China siempre ha pedido reconocimiento de su liderazgo y poder, incluso cuando era imperio. La China de Mao era una potencia comunista genocida de segundo nivel, hasta que se enfrentó a la URSS y Nixon vio la oportunidad de minar el prestigio de los soviéticos dando un papel a los chinos que hasta ese momento no habían tenido. A partir de ese momento, China ha estado incrementando esa influencia y autoridad a través de un crecimiento económico inflado, reinventando el comunismo acercándolo al fascismo, atrayendo inversiones, pero también engañando a los occidentales que, abobados, se veían atraídos por la trampa de un falso amigo. Está claro que el terror interno no ha impedido que los chinos sepan que ha habido una epidemia, un fallo enorme en la estructura del poder; tampoco la propaganda ha cambiado el relato, pues los muertos y afectados lo impiden.

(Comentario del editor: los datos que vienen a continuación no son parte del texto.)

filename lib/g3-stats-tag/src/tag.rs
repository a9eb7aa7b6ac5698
/*
 * SPDX-License-Identifier: Apache-2.0
 * Copyright 2025 ByteDance and/or its affiliates.
 */

use std::fmt;

/// A name / value dimension attached to a metric.
#[derive(Clone, Debug, PartialEq, Eq, Hash)]
pub struct Tag {
    pub name: String,
    pub value: String,
}

impl Tag {
    pub fn new<N: Into<String>, V: Into<String>>(name: N, value: V) -> Self {
        Tag {
            name: name.into(),
            value: value.into(),
        }
    }
}

impl fmt::Display for Tag {
    fn fmt(&self, f: &mut fmt::Formatter<'_>) -> fmt::Result {
        write!(f, "{}:{}", self.name, self.value)
    }
}
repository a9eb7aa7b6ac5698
/*
 * SPDX-License-Identifier: Apache-2.0
 * Copyright 2025 ByteDance and/or its affiliates.
 */

mod error;
pub use error::TagConfigError;

mod tag;
pub use tag::Tag;

mod extractor;
pub use extractor::TagExtractor;

pub mod names;

mod config;
pub use config::{StatsTagConfig, TagSpecifier, TagValueSource};

mod producer;
pub use producer::{
    TagProducer, create_static_tags, create_tag_extractors, detect_tag_name_conflict,
};
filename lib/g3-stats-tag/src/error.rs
/*
 * SPDX-License-Identifier: Apache-2.0
 * Copyright 2025 ByteDance and/or its affiliates.
 */

use thiserror::Error;

#[derive(Debug, Error)]
pub enum TagConfigError {
    #[error("empty tag name")]
    EmptyTagName,
    #[error("tag name '{0}' specified twice")]
    DuplicateTagName(String),
    #[error("no regex specified for tag specifier and no default regex for name: '{0}'")]
    NoRegex(String),
    #[error("invalid regex for tag '{tag}': {source}")]
    InvalidRegex {
        tag: String,
        #[source]
        source: regex::Error,
    },
    #[error(
        "regex for tag '{tag}' should have 1 (value is also removed) or 2 (removed span, value) capture groups, but found {groups}"
    )]
    InvalidCaptureGroups { tag: String, groups: usize },
    #[error(
        "environment variable '{var}' is specified for the tag '{tag}' in tag specifier config, but the variable was not found"
    )]
    EnvironmentVariableNotFound { var: String, tag: String },
}
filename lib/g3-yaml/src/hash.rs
/*
 * SPDX-License-Identifier: Apache-2.0
 * Copyright 2023-2025 ByteDance and/or its affiliates.
 */

use anyhow::{Context, anyhow};
use yaml_rust::{Yaml, yaml};

pub fn foreach_kv<F>(table: &yaml::Hash, mut f: F) -> anyhow::Result<()>
where
    F: FnMut(&str, &Yaml) -> anyhow::Result<()>,
{
    for (k, v) in table.iter() {
        if let Yaml::String(key) = k {
            f(key, v).context(format!("failed to parse value of key {key}"))?;
        } else {
            return Err(anyhow!("key in hash should be string"));
        }
    }
    Ok(())
}
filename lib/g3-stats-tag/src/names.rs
/*
 * SPDX-License-Identifier: Apache-2.0
 * Copyright 2025 ByteDance and/or its affiliates.
 */

//! Well known tag names and the built-in regex for each of them.
//!
//! The table is ordered. Extractors are applied one after another, each one
//! to the name left by the previous one, so the more specific patterns must
//! come before the generic prefix ones.

pub const CLUSTER_NAME: &str = "cluster_name";
pub const LISTENER_ADDRESS: &str = "listener_address";
pub const HTTP_CONN_MANAGER_PREFIX: &str = "http_conn_manager_prefix";
pub const HTTP_USER_AGENT: &str = "http_user_agent";
pub const SSL_CIPHER: &str = "ssl_cipher";
pub const SSL_CIPHER_SUITE: &str = "cipher_suite";
pub const CLIENTSSL_PREFIX: &str = "clientssl_prefix";
pub const MONGO_PREFIX: &str = "mongo_prefix";
pub const MONGO_CMD: &str = "mongo_cmd";
pub const MONGO_COLLECTION: &str = "mongo_collection";
pub const MONGO_CALLSITE: &str = "mongo_callsite";
pub const RATELIMIT_PREFIX: &str = "ratelimit_prefix";
pub const TCP_PREFIX: &str = "tcp_prefix";
pub const FAULT_DOWNSTREAM_CLUSTER: &str = "fault_downstream_cluster";
pub const DYNAMO_OPERATION: &str = "dynamo_operation";
pub const DYNAMO_TABLE: &str = "dynamo_table";
pub const DYNAMO_PARTITION_ID: &str = "dynamo_partition_id";
pub const GRPC_BRIDGE_SERVICE: &str = "grpc_bridge_service";
pub const GRPC_BRIDGE_METHOD: &str = "grpc_bridge_method";
pub const VIRTUAL_HOST: &str = "virtual_host";
pub const VIRTUAL_CLUSTER: &str = "virtual_cluster";
pub const RESPONSE_CODE: &str = "response_code";
pub const RESPONSE_CODE_CLASS: &str = "response_code_class";

// `(?:\..*?)?` stands for "nothing, or a '.' followed by anything", as the
// regex engine has no look-around support.
static DEFAULT_TAG_REGEX: &[(&str, &str)] = &[
    // cluster.(<cluster_name>.)*
    (CLUSTER_NAME, r"^cluster\.((.*?)\.)"),
    // *_rq(_<response_code>)
    (RESPONSE_CODE, r"_rq(_(\d{3}))$"),
    // *_rq(_<response_code_class>xx)
    (RESPONSE_CODE_CLASS, r"_rq(_(\dxx))$"),
    // http.[<stat_prefix>.]user_agent.(<user_agent>.)<base_stat>
    (HTTP_USER_AGENT, r"^http(?:\..*?)?\.user_agent\.((.*?)\.)\w+?$"),
    // listener.[<address>.]ssl.cipher(.<cipher>)
    (SSL_CIPHER, r"^listener(?:\..*?)?\.ssl\.cipher(\.(.*?))$"),
    // cluster.[<cluster_name>.]ssl.ciphers(.<cipher>)
    (SSL_CIPHER_SUITE, r"^cluster(?:\..*?)?\.ssl\.ciphers(\.(.*?))$"),
    // cluster.[<cluster_name>.]grpc.[<grpc_service>.]<grpc_method>.<base_stat>
    (GRPC_BRIDGE_METHOD, r"^cluster(?:\..*?)?\.grpc\.\w+\.((.*?)\.)"),
    // cluster.[<cluster_name>.]grpc.(<grpc_service>.)*
    (GRPC_BRIDGE_SERVICE, r"^cluster(?:\..*?)?\.grpc\.((.*?)\.)"),
    // vhost.[<virtual host name>.]vcluster.(<virtual_cluster_name>.)<base_stat>
    (VIRTUAL_CLUSTER, r"^vhost(?:\..*?)?\.vcluster\.((.*?)\.)\w+?$"),
    // vhost.(<virtual host name>.)*
    (VIRTUAL_HOST, r"^vhost\.((.*?)\.)"),
    // http.[<stat_prefix>.]fault.(<downstream_cluster>.)<base_stat>
    (FAULT_DOWNSTREAM_CLUSTER, r"^http(?:\..*?)?\.fault\.((.*?)\.)\w+?$"),
    // http.[<stat_prefix>.]dynamodb.table.[<table_name>.]capacity.[<operation_name>.]
    //   (__partition_id=<last_seven_characters_from_partition_id>)
    (
        DYNAMO_PARTITION_ID,
        r"^http(?:\..*?)?\.dynamodb\..+?\.capacity\.\w+?\.(__partition_id=(\w{7}))$",
    ),
    // http.[<stat_prefix>.]dynamodb.operation.(<operation_name>.)<base_stat> or
    // http.[<stat_prefix>.]dynamodb.table.[<table_name>.]capacity.(<operation_name>.)
    (
        DYNAMO_OPERATION,
        r"^http(?:\..*?)?\.dynamodb\.(?:operation|table(?:\..*?)?\.capacity)\.((.*?)\.)",
    ),
    // http.[<stat_prefix>.]dynamodb.table.(<table_name>.)*
    (DYNAMO_TABLE, r"^http(?:\..*?)?\.dynamodb\.table\.((.*?)\.)"),
    // http.(<stat_prefix>.)*
    (HTTP_CONN_MANAGER_PREFIX, r"^http\.((.*?)\.)"),
    // listener.(<address>.)*, ipv4 with '_' as port delimiter or bracketed ipv6
    (LISTENER_ADDRESS, r"^listener\.(((?:[_.0-9]*|[_\[\]a-fA-F0-9:]*))\.)"),
    // mongo.[<stat_prefix>.]collection.[<collection>.]callsite.(<callsite>.)query.<base_stat>
    (MONGO_CALLSITE, r"^mongo(?:\..*?)?\.collection(?:\..*?)?\.callsite\.((.*?)\.).*?query\.\w+?$"),
    // mongo.[<stat_prefix>.]collection.(<collection>.)query.<base_stat>
    (MONGO_COLLECTION, r"^mongo(?:\..*?)?\.collection\.((.*?)\.).*?query\.\w+?$"),
    // mongo.[<stat_prefix>.]cmd.(<cmd>.)<base_stat>
    (MONGO_CMD, r"^mongo(?:\..*?)?\.cmd\.((.*?)\.)\w+?$"),
    // mongo.(<stat_prefix>.)*
    (MONGO_PREFIX, r"^mongo\.((.*?)\.)"),
    // ratelimit.(<stat_prefix>.)*
    (RATELIMIT_PREFIX, r"^ratelimit\.((.*?)\.)"),
    // tcp.(<stat_prefix>.)*
    (TCP_PREFIX, r"^tcp\.((.*?)\.)"),
    // auth.clientssl.(<stat_prefix>.)*
    (CLIENTSSL_PREFIX, r"^auth\.clientssl\.((.*?)\.)"),
];

/// All built-in (tag name, regex) pairs, in application order.
#[inline]
pub fn default_tag_regex() -> &'static [(&'static str, &'static str)] {
    DEFAULT_TAG_REGEX
}

/// The built-in regex for the tag name, if it is a well known one.
pub fn default_regex(tag_name: &str) -> Option<&'static str> {
    DEFAULT_TAG_REGEX
        .iter()
        .find(|(name, _)| *name == tag_name)
        .map(|(_, regex)| *regex)
}
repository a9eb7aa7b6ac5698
/*
 * SPDX-License-Identifier: Apache-2.0
 * Copyright 2023-2025 ByteDance and/or its affiliates.
 */

mod net;
mod primary;

pub use net::{as_env_sockaddr, as_sockaddr};
pub use primary::{as_bool, as_list, as_nonzero_usize, as_string, as_usize};
/*
 * SPDX-License-Identifier: Apache-2.0
 * Copyright 2025 ByteDance and/or its affiliates.
 */

use std::sync::atomic::{AtomicU64, Ordering};
use std::sync::{Arc, Mutex, Weak};
use std::time::{Duration, Instant};

use log::{debug, info, warn};

use crate::{
    LocalInfo, MetricsServiceClient, MetricsServiceClientFactory, MetricsStream,
    StreamCallbacks, StreamMetricsMessage, StreamMetricsResponse, StreamStatus,
};

/// The drop warning is logged at most once in each 64s slice.
pub(crate) fn drop_report_slice(elapsed: Duration) -> u64 {
    elapsed.as_secs() >> 6
}

pub trait MetricsStreamer: Send + Sync {
    /// Deliver the batch, on a best effort basis.
    fn send(&self, message: &mut StreamMetricsMessage);
}

#[derive(Default)]
struct StreamState {
    generation: u64,
    stream: Option<(u64, Box<dyn MetricsStream>)>,
}

#[derive(Default)]
struct StreamShared {
    state: Mutex<StreamState>,
    // the newest stream generation that has been closed by the remote end
    last_closed: AtomicU64,
}

impl StreamShared {
    fn discard_closed(&self, state: &mut StreamState) {
        let last_closed = self.last_closed.load(Ordering::Acquire);
        if let Some((generation, _)) = &state.stream
            && *generation <= last_closed
        {
            debug!("metrics service stream {generation} discarded");
            state.stream = None;
        }
    }
}

/// Callback target of a single stream.
///
/// Events are bound to the generation of the stream, so a late close of an
/// old stream has no effect on the current one.
struct StreamWatcher {
    shared: Weak<StreamShared>,
    generation: u64,
}

impl StreamCallbacks for StreamWatcher {
    fn on_receive_message(&self, response: Option<StreamMetricsResponse>) {
        if let Some(rsp) = response
            && let Some(detail) = rsp.detail
        {
            debug!(
                "metrics service stream {}: response received: {detail}",
                self.generation
            );
        }
    }

    fn on_remote_close(&self, status: StreamStatus, message: &str) {
        info!(
            "metrics service stream {} closed by remote: {status} {message}",
            self.generation
        );
        let Some(shared) = self.shared.upgrade() else {
            return;
        };
        shared.last_closed.fetch_max(self.generation, Ordering::AcqRel);
        // the lock is held if we are called from inside start or send,
        // and then the sender will do the cleanup itself
        if let Ok(mut state) = shared.state.try_lock() {
            shared.discard_closed(&mut state);
        }
    }
}

/// Send batches over a lazily created stream.
///
/// A new stream is started on the first send after creation or after the
/// previous stream has been closed by the remote end. There is no backoff,
/// batches sent while there is no usable stream are dropped.
pub struct StreamingExporter {
    client: Box<dyn MetricsServiceClient>,
    local_info: Arc<dyn LocalInfo>,
    shared: Arc<StreamShared>,

    create_instant: Instant,
    last_drop_report: AtomicU64,
}

impl StreamingExporter {
    pub fn new(factory: &dyn MetricsServiceClientFactory, local_info: Arc<dyn LocalInfo>) -> Self {
        StreamingExporter {
            client: factory.create(),
            local_info,
            shared: Arc::new(StreamShared::default()),
            create_instant: Instant::now(),
            last_drop_report: AtomicU64::new(u64::MAX),
        }
    }

    pub fn is_connected(&self) -> bool {
        let mut state = self.shared.state.lock().unwrap();
        self.shared.discard_closed(&mut state);
        state.stream.is_some()
    }

    fn start_stream(&self, state: &mut StreamState) {
        state.generation += 1;
        let generation = state.generation;
        let watcher = Arc::new(StreamWatcher {
            shared: Arc::downgrade(&self.shared),
            generation,
        });
        match self.client.start(watcher) {
            Some(stream) => {
                state.stream = Some((generation, stream));
                // the close event may have been reported before start returns
                self.shared.discard_closed(state);
                if state.stream.is_some() {
                    debug!("metrics service stream {generation} started");
                }
            }
            None => debug!("metrics service stream {generation} failed to start"),
        }
    }

    fn report_drop(&self, count: usize) {
        debug!("metrics service stream not connected, {count} metrics dropped");
        let time_slice = drop_report_slice(self.create_instant.elapsed());
        if self.last_drop_report.swap(time_slice, Ordering::Relaxed) != time_slice {
            warn!("metrics service stream is not connected, metrics will be dropped");
        }
    }
}

impl MetricsStreamer for StreamingExporter {
    fn send(&self, message: &mut StreamMetricsMessage) {
        let mut state = self.shared.state.lock().unwrap();
        self.shared.discard_closed(&mut state);
        if state.stream.is_none() {
            self.start_stream(&mut state);
        }

        message.set_identifier(self.local_info.node());
        if let Some((_, stream)) = state.stream.as_mut() {
            stream.send_message(message, false);
        } else {
            self.report_drop(message.len());
        }
    }
}
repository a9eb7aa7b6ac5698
/*
 * SPDX-License-Identifier: Apache-2.0
 * Copyright 2025 ByteDance and/or its affiliates.
 */

//! Build version of this library, reported along with the node identity.

const VERSION_NUMBER: &str = env!("CARGO_PKG_VERSION");

const BUILD_REVISION: Option<&str> = option_env!("G3_BUILD_REVISION");
const BUILD_REVISION_STATUS: Option<&str> = option_env!("G3_BUILD_REVISION_STATUS");

#[inline]
pub fn version_number() -> &'static str {
    VERSION_NUMBER
}

/// The source revision, set by the packaging scripts.
pub fn revision() -> &'static str {
    BUILD_REVISION.unwrap_or("unknown")
}

/// Whether the source tree was modified at build time.
pub fn revision_status() -> &'static str {
    BUILD_REVISION_STATUS.unwrap_or("unknown")
}

pub fn build_type() -> &'static str {
    if cfg!(debug_assertions) {
        "DEBUG"
    } else {
        "RELEASE"
    }
}

/// `<version>/<revision>/<revision status>/<build type>`
pub fn version() -> String {
    format!(
        "{}/{}/{}/{}",
        version_number(),
        revision(),
        revision_status(),
        build_type()
    )
}
/*
 * SPDX-License-Identifier: Apache-2.0
 * Copyright 2025 ByteDance and/or its affiliates.
 */

#[cfg(feature = "yaml")]
mod yaml;

/// Where the value of a configured tag comes from.
#[derive(Clone, Debug, Default, PartialEq, Eq)]
pub enum TagValueSource {
    /// Use the built-in regex for the tag name.
    #[default]
    Unset,
    Regex(String),
    FixedValue(String),
    EnvironmentVariable(String),
}

#[derive(Clone, Debug, PartialEq, Eq)]
pub struct TagSpecifier {
    pub(crate) tag_name: String,
    pub(crate) value_source: TagValueSource,
}

impl TagSpecifier {
    pub fn new(tag_name: &str) -> Self {
        TagSpecifier {
            tag_name: tag_name.to_string(),
            value_source: TagValueSource::Unset,
        }
    }

    pub fn with_regex(tag_name: &str, regex: &str) -> Self {
        let mut spec = TagSpecifier::new(tag_name);
        spec.set_regex(regex);
        spec
    }

    pub fn with_fixed_value(tag_name: &str, value: &str) -> Self {
        let mut spec = TagSpecifier::new(tag_name);
        spec.set_fixed_value(value);
        spec
    }

    pub fn with_environment_variable(tag_name: &str, var: &str) -> Self {
        let mut spec = TagSpecifier::new(tag_name);
        spec.set_environment_variable(var);
        spec
    }

    #[inline]
    pub fn tag_name(&self) -> &str {
        &self.tag_name
    }

    #[inline]
    pub fn value_source(&self) -> &TagValueSource {
        &self.value_source
    }

    pub fn set_regex(&mut self, regex: &str) {
        self.value_source = TagValueSource::Regex(regex.to_string());
    }

    pub fn set_fixed_value(&mut self, value: &str) {
        self.value_source = TagValueSource::FixedValue(value.to_string());
    }

    pub fn set_environment_variable(&mut self, var: &str) {
        self.value_source = TagValueSource::EnvironmentVariable(var.to_string());
    }

    /// The explicit regex, if this specifier produces a regex based extractor.
    ///
    /// An empty regex is treated the same as no regex.
    pub(crate) fn explicit_regex(&self) -> Option<&str> {
        match &self.value_source {
            TagValueSource::Regex(r) if !r.is_empty() => Some(r.as_str()),
            _ => None,
        }
    }

    pub(crate) fn is_static(&self) -> bool {
        matches!(
            self.value_source,
            TagValueSource::FixedValue(_) | TagValueSource::EnvironmentVariable(_)
        )
    }
}

#[derive(Clone, Debug, Default, PartialEq, Eq)]
pub struct StatsTagConfig {
    pub(crate) use_all_default_tags: Option<bool>,
    pub(crate) tags: Vec<TagSpecifier>,
}

impl StatsTagConfig {
    pub fn set_use_all_default_tags(&mut self, enable: bool) {
        self.use_all_default_tags = Some(enable);
    }

    pub fn push_tag(&mut self, tag: TagSpecifier) {
        self.tags.push(tag);
    }

    /// Defaults are enabled unless explicitly turned off.
    #[inline]
    pub fn use_default_tags(&self) -> bool {
        self.use_all_default_tags.unwrap_or(true)
    }

    #[inline]
    pub fn tags(&self) -> &[TagSpecifier] {
        &self.tags
    }
}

China ha perdido mucho prestigio, ha descubierto sus vergüenzas y la comunidad internacional no está precisamente contenta con su respuesta.
La crisis del coronavirus es una tragedia y un fuerte golpe; es una tragedia porque se está produciendo un enorme número de muertos en China que se podría haber evitado de haber existido un régimen mucho más transparente, eficiente y humano; y es un fuerte golpe para el prestigio del régimen, un fuerte golpe del que, supongo, se podrán levantar usando, de nuevo, la represión, el engaño y la colaboración del desquiciado movimiento progresista occidental, pero lo que no podrán evitar es que un número muy elevado de chinos vea que su temido y, tal vez, idolatrado régimen comunista tiene defectos, muchos defectos, que no es transparente y que, por sobrevivir, es capaz de matar a sus propios súbditos. El reservorio del coronavirus no está en el pangolín, en el murciélago o en las aves, está en el comunismo que, como él, se extiende a modo de epidemia.
[1] El director general de la OMS, Tedros Adhanom, invitó a estar atentos a nivel internacional para evitar males mayores, pero alabó la labor de los chinos, lo que contradecía el informe que presentaba. Esta contradicción disparó los rumores de que China, que tiene muchas inversiones en Etiopía, el país natal del director, le había presionado, o algo peor, para dar una imagen mucho más positiva de la labor china.
[2] El sistema para contabilizar los afectados ha cambiado de forma que se ha incrementado espectacularmente, a la vez que se disparaba también el número de muertos, manteniéndose la tasa de mortalidad. Estos vaivenes invitan a no pensar demasiado bien de la transparencia de los chinos. Lo normal.
[3] Esta circunstancia explicaría por qué es tan popular la medicina tradicional china, más barata que la oficial, aunque nada efectiva.
[4] Información de The Washington Post.